5 years is a lot of time in the world of technology so naturally when coming back to this codebase, I took a look at things that were either obsolete or done real half-heartedly and gave them the axe. This includes:

1. Removing specialized connection UIs for Autodesk Oracle and SQL Server FDO providers. I have not touched an Autodesk Geospatial product in many years (where these providers are included), so whether this feature still works or not I do not know, nor do I want to invest in the resource to know (I'm long gone from the Autodesk reseller/partner game, so it's not like I have easy access to these products to find out). The existing open source SQL Server and Oracle providers are more than adequate for this task.

2. Removing specialized connection UI for the legacy PostGIS provider. If you don't know what this is, this was the FDO provider for PostGIS that was replaced by the more robust OSGeo.PostgreSQL provider around the FDO 3.5 timeframe. The legacy provider itself has long since been removed, but the UI for this was still present. Not anymore.

3. Removal of Sequential Process support. This feature (which I probably never documented, but you may see references to it in various UI menus) was an XML-based definition around wrapping calls to the old FdoInfo/FdoUtil CLI tools. Obviously, with the consolidation of these tools into FdoCmd, the Sequential Process support was broken and since it is much simpler to just write your own powershell wrapper around the FdoCmd tool, the choice to axe Sequential Process support was an easy one.

4. Removing all semblances of scripting and extensibility. My original ambitions for FDO Toolbox was for it to be a fully customizable and scriptable Windows GUI application. These ambitions were better realized in MapGuide Maestro, but were left half-baked in FDO Toolbox. Having the opportunity to revisit this codebase, I've come to the conclusion that FDO Toolbox doesn't need customization or an integrated scripting engine.
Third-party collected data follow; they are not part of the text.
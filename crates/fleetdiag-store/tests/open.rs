use fleetdiag_store::error::StoreErrorKind;
use fleetdiag_store::{Access, Store};
use rusqlite::Connection;
use tempfile::TempDir;

#[test]
fn open_missing_database_is_not_found_and_creates_nothing() {
    let temp = TempDir::new().expect("tempdir");
    let path = temp.path().join("typo.sqlite3");

    for access in [Access::ReadOnly, Access::ReadWrite] {
        let err = Store::open(&path, access).err().expect("missing db");
        assert_eq!(err.kind(), StoreErrorKind::NotFound);
    }
    assert!(!path.exists());
}

#[test]
fn open_rejects_database_without_rental_tables() {
    let temp = TempDir::new().expect("tempdir");
    let path = temp.path().join("other.sqlite3");
    Connection::open(&path)
        .expect("create")
        .execute_batch("CREATE TABLE users (id TEXT PRIMARY KEY);")
        .expect("users table");

    let err = Store::open(&path, Access::ReadOnly).err().expect("missing tables");
    assert_eq!(err.kind(), StoreErrorKind::MissingTable);
    assert!(err.to_string().contains("bookings"));
}

#[test]
fn read_only_open_leaves_file_untouched() {
    let temp = TempDir::new().expect("tempdir");
    let path = temp.path().join("rental.sqlite3");
    drop(Store::create(&path).expect("create"));
    #[cfg(unix)]
    {
        use std::os::unix::fs::PermissionsExt;
        std::fs::set_permissions(&path, std::fs::Permissions::from_mode(0o644)).expect("chmod");
    }
    let journal: String = Connection::open(&path)
        .expect("reopen")
        .query_row("PRAGMA journal_mode;", [], |row| row.get(0))
        .expect("journal mode");

    let store = Store::open(&path, Access::ReadOnly).expect("open read-only");
    assert_eq!(store.users().count().expect("count"), 0);
    assert!(store
        .connection()
        .execute("DELETE FROM users;", [])
        .is_err());
    drop(store);

    #[cfg(unix)]
    {
        use std::os::unix::fs::PermissionsExt;
        let mode = std::fs::metadata(&path).expect("metadata").permissions().mode();
        assert_eq!(mode & 0o777, 0o644);
    }
    let after: String = Connection::open(&path)
        .expect("reopen")
        .query_row("PRAGMA journal_mode;", [], |row| row.get(0))
        .expect("journal mode");
    assert_eq!(after, journal);
    assert!(!temp.path().join("rental.sqlite3-wal").exists());
}
use serde::{Deserialize, Serialize};
use std::fmt;
use std::str::FromStr;
use uuid::Uuid;

macro_rules! id_type {
    ($name:ident) => {
        #[derive(Debug, Clone, Copy, PartialEq, Eq, Hash, Serialize, Deserialize)]
        #[serde(transparent)]
        pub struct $name(pub Uuid);

        impl Default for $name {
            fn default() -> Self {
                Self::new()
            }
        }

        impl $name {
            pub fn new() -> Self {
                Self(Uuid::new_v4())
            }

            pub fn from_uuid(value: Uuid) -> Self {
                Self(value)
            }

            pub fn as_uuid(&self) -> &Uuid {
                &self.0
            }
        }

        impl fmt::Display for $name {
            fn fmt(&self, f: &mut fmt::Formatter<'_>) -> fmt::Result {
                write!(f, "{}", self.0)
            }
        }

        impl FromStr for $name {
            type Err = uuid::Error;

            fn from_str(s: &str) -> Result<Self, Self::Err> {
                Ok(Self(Uuid::parse_str(s.trim())?))
            }
        }
    };
}

id_type!(UserId);
id_type!(VehicleId);
id_type!(BookingId);
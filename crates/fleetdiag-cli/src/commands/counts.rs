use crate::commands::{print_json, Context};
use anyhow::Result;
use clap::Args;
use fleetdiag_store::diagnostics::collection_counts;
use serde::Serialize;

#[derive(Debug, Args)]
pub struct CountsArgs {}

#[derive(Debug, Serialize)]
struct CountsDto {
    users: i64,
    bikes: i64,
    cars: i64,
    scooties: i64,
    bookings: i64,
}

pub fn counts(ctx: &Context<'_>, _args: CountsArgs) -> Result<()> {
    let counts = collection_counts(ctx.store)?;
    let dto = CountsDto {
        users: counts.users,
        bikes: counts.bikes,
        cars: counts.cars,
        scooties: counts.scooties,
        bookings: counts.bookings,
    };

    if ctx.json {
        return print_json(&dto);
    }

    println!("users     {:>8}", dto.users);
    println!("bikes     {:>8}", dto.bikes);
    println!("cars      {:>8}", dto.cars);
    println!("scooties  {:>8}", dto.scooties);
    println!("bookings  {:>8}", dto.bookings);
    Ok(())
}
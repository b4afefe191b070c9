use crate::commands::{print_json, Context};
use crate::error::{invalid_input, not_found};
use crate::util::format_timestamp_datetime;
use anyhow::{Context as _, Result};
use clap::Args;
use fleetdiag_core::domain::{Booking, UserId, VehicleType};
use fleetdiag_store::Store;
use serde::Serialize;

#[derive(Debug, Args)]
pub struct UserArgs {
    /// Defaults to diagnostics.user_email from the config file
    #[arg(long)]
    pub email: Option<String>,
    #[arg(long)]
    pub limit: Option<i64>,
}

#[derive(Debug, Serialize)]
struct UserDto {
    id: UserId,
    email: String,
    full_name: String,
    phone: Option<String>,
    created_at: i64,
    bookings: Vec<BookingDto>,
}

#[derive(Debug, Serialize)]
struct BookingDto {
    id: String,
    vehicle_id: String,
    vehicle_type: Option<String>,
    category: Option<String>,
    vehicle_found: Option<bool>,
    status: String,
    start_at: i64,
    end_at: i64,
}

pub fn show_user(ctx: &Context<'_>, args: UserArgs) -> Result<()> {
    let email = args
        .email
        .or_else(|| ctx.config.diagnostics.user_email.clone())
        .ok_or_else(|| invalid_input("no email given: pass --email or set diagnostics.user_email"))?;
    let limit = args.limit.unwrap_or(ctx.config.diagnostics.bookings_limit);
    if limit <= 0 {
        return Err(invalid_input("limit must be positive"));
    }

    let user = ctx
        .store
        .users()
        .find_by_email(&email)
        .with_context(|| format!("look up user {email}"))?
        .ok_or_else(|| not_found(format!("user {email}")))?;
    let bookings = ctx.store.bookings().list_for_user(user.id, limit)?;
    let bookings = bookings
        .into_iter()
        .map(|booking| booking_dto(ctx.store, booking))
        .collect::<Result<Vec<_>>>()?;

    let dto = UserDto {
        id: user.id,
        email: user.email,
        full_name: user.full_name,
        phone: user.phone,
        created_at: user.created_at,
        bookings,
    };

    if ctx.json {
        return print_json(&dto);
    }

    println!("{} <{}>", dto.full_name, dto.email);
    println!("  id: {}", dto.id);
    if let Some(phone) = &dto.phone {
        println!("  phone: {}", phone);
    }
    println!("  created: {}", format_timestamp_datetime(dto.created_at));

    if dto.bookings.is_empty() {
        println!("no bookings");
        return Ok(());
    }

    println!("bookings ({}):", dto.bookings.len());
    for booking in &dto.bookings {
        let category = booking.category.as_deref().unwrap_or("?");
        let presence = match booking.vehicle_found {
            Some(true) => "vehicle ok",
            Some(false) => "vehicle missing",
            None => "unknown type",
        };
        println!(
            "  {}  {} {} -> {}  {}  [{}]",
            booking.id,
            format_timestamp_datetime(booking.start_at),
            booking.vehicle_type.as_deref().unwrap_or("-"),
            category,
            booking.status,
            presence
        );
    }
    Ok(())
}

fn booking_dto(store: &Store, booking: Booking) -> Result<BookingDto> {
    let (category, vehicle_found) = match booking.normalized_type() {
        Some(VehicleType::Canonical(category)) => {
            let found = store.vehicles().exists(category, booking.vehicle_id)?;
            (Some(category.as_str().to_string()), Some(found))
        }
        Some(VehicleType::Unrecognized(_)) | None => (None, None),
    };
    Ok(BookingDto {
        id: booking.id.to_string(),
        vehicle_id: booking.vehicle_id.to_string(),
        vehicle_type: booking.vehicle_type,
        category,
        vehicle_found,
        status: booking.status,
        start_at: booking.start_at,
        end_at: booking.end_at,
    })
}
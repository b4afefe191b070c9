use crate::commands::{print_json, Context};
use anyhow::Result;
use clap::Args;
use fleetdiag_store::diagnostics::{audit_vehicle_types, AuditIssue};
use serde::Serialize;

#[derive(Debug, Args)]
pub struct AuditArgs {}

#[derive(Debug, Serialize)]
struct AuditDto {
    vehicles_checked: usize,
    bookings_checked: usize,
    issues: Vec<IssueDto>,
}

#[derive(Debug, Serialize)]
struct IssueDto {
    kind: &'static str,
    record: &'static str,
    id: String,
    message: String,
}

impl From<&AuditIssue> for IssueDto {
    fn from(issue: &AuditIssue) -> Self {
        match issue {
            AuditIssue::VehicleType {
                id,
                collection,
                check,
            } => Self {
                kind: "vehicle_type",
                record: collection.collection(),
                id: id.to_string(),
                message: check.describe(*collection),
            },
            AuditIssue::BookingType {
                id,
                vehicle_id,
                raw,
            } => Self {
                kind: "booking_type",
                record: "bookings",
                id: id.to_string(),
                message: match raw.as_deref().map(str::trim) {
                    Some(raw) if !raw.is_empty() => {
                        format!("vehicle {vehicle_id} has unrecognized type {raw:?}")
                    }
                    _ => format!("vehicle {vehicle_id} has no type"),
                },
            },
            AuditIssue::MissingVehicle {
                id,
                vehicle_id,
                category,
            } => Self {
                kind: "missing_vehicle",
                record: "bookings",
                id: id.to_string(),
                message: format!(
                    "vehicle {vehicle_id} not found in {}",
                    category.collection()
                ),
            },
        }
    }
}

pub fn audit(ctx: &Context<'_>, _args: AuditArgs) -> Result<()> {
    let report = audit_vehicle_types(ctx.store)?;
    let dto = AuditDto {
        vehicles_checked: report.vehicles_checked,
        bookings_checked: report.bookings_checked,
        issues: report.issues.iter().map(IssueDto::from).collect(),
    };

    if ctx.json {
        return print_json(&dto);
    }

    for issue in &dto.issues {
        println!("{} {}: {}", issue.record, issue.id, issue.message);
    }
    println!(
        "checked {} vehicles and {} bookings: {} issue(s)",
        dto.vehicles_checked,
        dto.bookings_checked,
        dto.issues.len()
    );
    Ok(())
}
use fleetdiag_store::repo::UserNew;
use fleetdiag_store::Store;

fn store() -> Store {
    let store = Store::open_in_memory().expect("open in memory");
    store.migrate().expect("migrate");
    store
}

#[test]
fn find_by_email_ignores_case_and_whitespace() {
    let store = store();
    let created = store
        .users()
        .create(
            1_700_000_000,
            UserNew {
                email: "Rider@Example.com".to_string(),
                full_name: " Asha Rao ".to_string(),
                phone: Some("+91 98000 00000".to_string()),
            },
        )
        .expect("create user");
    assert_eq!(created.email, "rider@example.com");
    assert_eq!(created.full_name, "Asha Rao");

    let found = store
        .users()
        .find_by_email("  RIDER@example.COM ")
        .expect("lookup")
        .expect("user");
    assert_eq!(found.id, created.id);
    assert_eq!(store.users().get(created.id).expect("get"), Some(found));
    assert_eq!(store.users().count().expect("count"), 1);
}

#[test]
fn find_by_email_returns_none_when_missing() {
    let store = store();
    let found = store
        .users()
        .find_by_email("nobody@example.com")
        .expect("lookup");
    assert!(found.is_none());
}

#[test]
fn find_by_email_rejects_invalid_address() {
    let store = store();
    assert!(store.users().find_by_email("not-an-email").is_err());
}

#[test]
fn rows_with_malformed_ids_surface_as_errors() {
    let store = store();
    store
        .connection()
        .execute(
            "INSERT INTO users (id, email, full_name, created_at)
             VALUES ('legacy-7', 'legacy@example.com', 'Legacy', 0);",
            [],
        )
        .expect("insert raw row");
    let err = store
        .users()
        .find_by_email("legacy@example.com")
        .unwrap_err();
    assert!(err.to_string().contains("legacy-7"));
}
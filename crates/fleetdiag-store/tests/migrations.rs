use fleetdiag_store::Store;

#[test]
fn migrations_apply_once() {
    let store = Store::open_in_memory().expect("open in memory");
    store.migrate().expect("migrate");
    store.migrate().expect("migrate again");

    let version: i64 = store
        .connection()
        .query_row("SELECT version FROM fleetdiag_schema LIMIT 1;", [], |row| {
            row.get(0)
        })
        .expect("schema version");
    assert_eq!(version, 1);
    assert_eq!(store.schema_version().expect("schema version"), 1);
}

#[test]
fn migrations_reject_newer_database() {
    let store = Store::open_in_memory().expect("open in memory");
    store.migrate().expect("migrate");
    store
        .connection()
        .execute("UPDATE fleetdiag_schema SET version = 99;", [])
        .expect("bump version");

    let err = store.migrate().unwrap_err();
    assert!(err.to_string().contains("newer than available migrations"));
}
use crate::error::{Result, StoreError};
use std::env;
use std::path::PathBuf;

const APP_DIR: &str = "fleetdiag";
const DB_FILENAME: &str = "rental.sqlite3";

pub fn data_dir() -> Result<PathBuf> {
    if let Some(dir) = env::var_os("XDG_DATA_HOME") {
        let path = PathBuf::from(dir);
        if path.as_os_str().is_empty() {
            return Err(StoreError::InvalidDataPath(path));
        }
        return Ok(path.join(APP_DIR));
    }

    let home = dirs::home_dir().ok_or(StoreError::MissingHomeDir)?;
    Ok(home.join(".local").join("share").join(APP_DIR))
}

/// Uses `explicit` when given, otherwise the default data location. Nothing is
/// created on disk.
pub fn resolve_db_path(explicit: Option<PathBuf>) -> Result<PathBuf> {
    match explicit {
        Some(path) => {
            if path.as_os_str().is_empty() {
                return Err(StoreError::InvalidDataPath(path));
            }
            Ok(path)
        }
        None => Ok(data_dir()?.join(DB_FILENAME)),
    }
}
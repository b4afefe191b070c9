pub mod bookings;
pub mod users;
pub mod vehicles;

pub use bookings::{BookingNew, BookingsRepo};
pub use users::{UserNew, UsersRepo};
pub use vehicles::VehiclesRepo;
It is a tool with a singular set of purposes:
  • I want to peek/inspect some spatial data
  • I want to query some spatial data
  • I want to get data in/out of some spatial data source
And in this frame of reference, it was clear that adding in a half-baked IronPython scripting engine was overkill. Maestro has legitimate use cases for an integrated scripting engine, whereas for FDO Toolbox I struggle to find such use cases that cannot be satisfied with this release. In terms of scripting/automation, FdoCmd + powershell is already a combination that can address this niche. So as a result, this release of FDO Toolbox no longer include the scripting engine UI and has closed off the addin system. There just isn't a strong need for such features. 

This release also no longer includes API documentation for the FDO Toolbox core library. Coming back to this codebase, I've found that this library is really just a thin-wrapper on top of the FDO .net API and there isn't much value that the library adds on top. You are better off just using the FDO .net APIs directly or using the new FdoCmd + powershell combination.

In closing

This release has addressed all of my personal pain points and frustrations built up in the last 5 years since the last release of FDO Toolbox, and hopefully it does the same for you!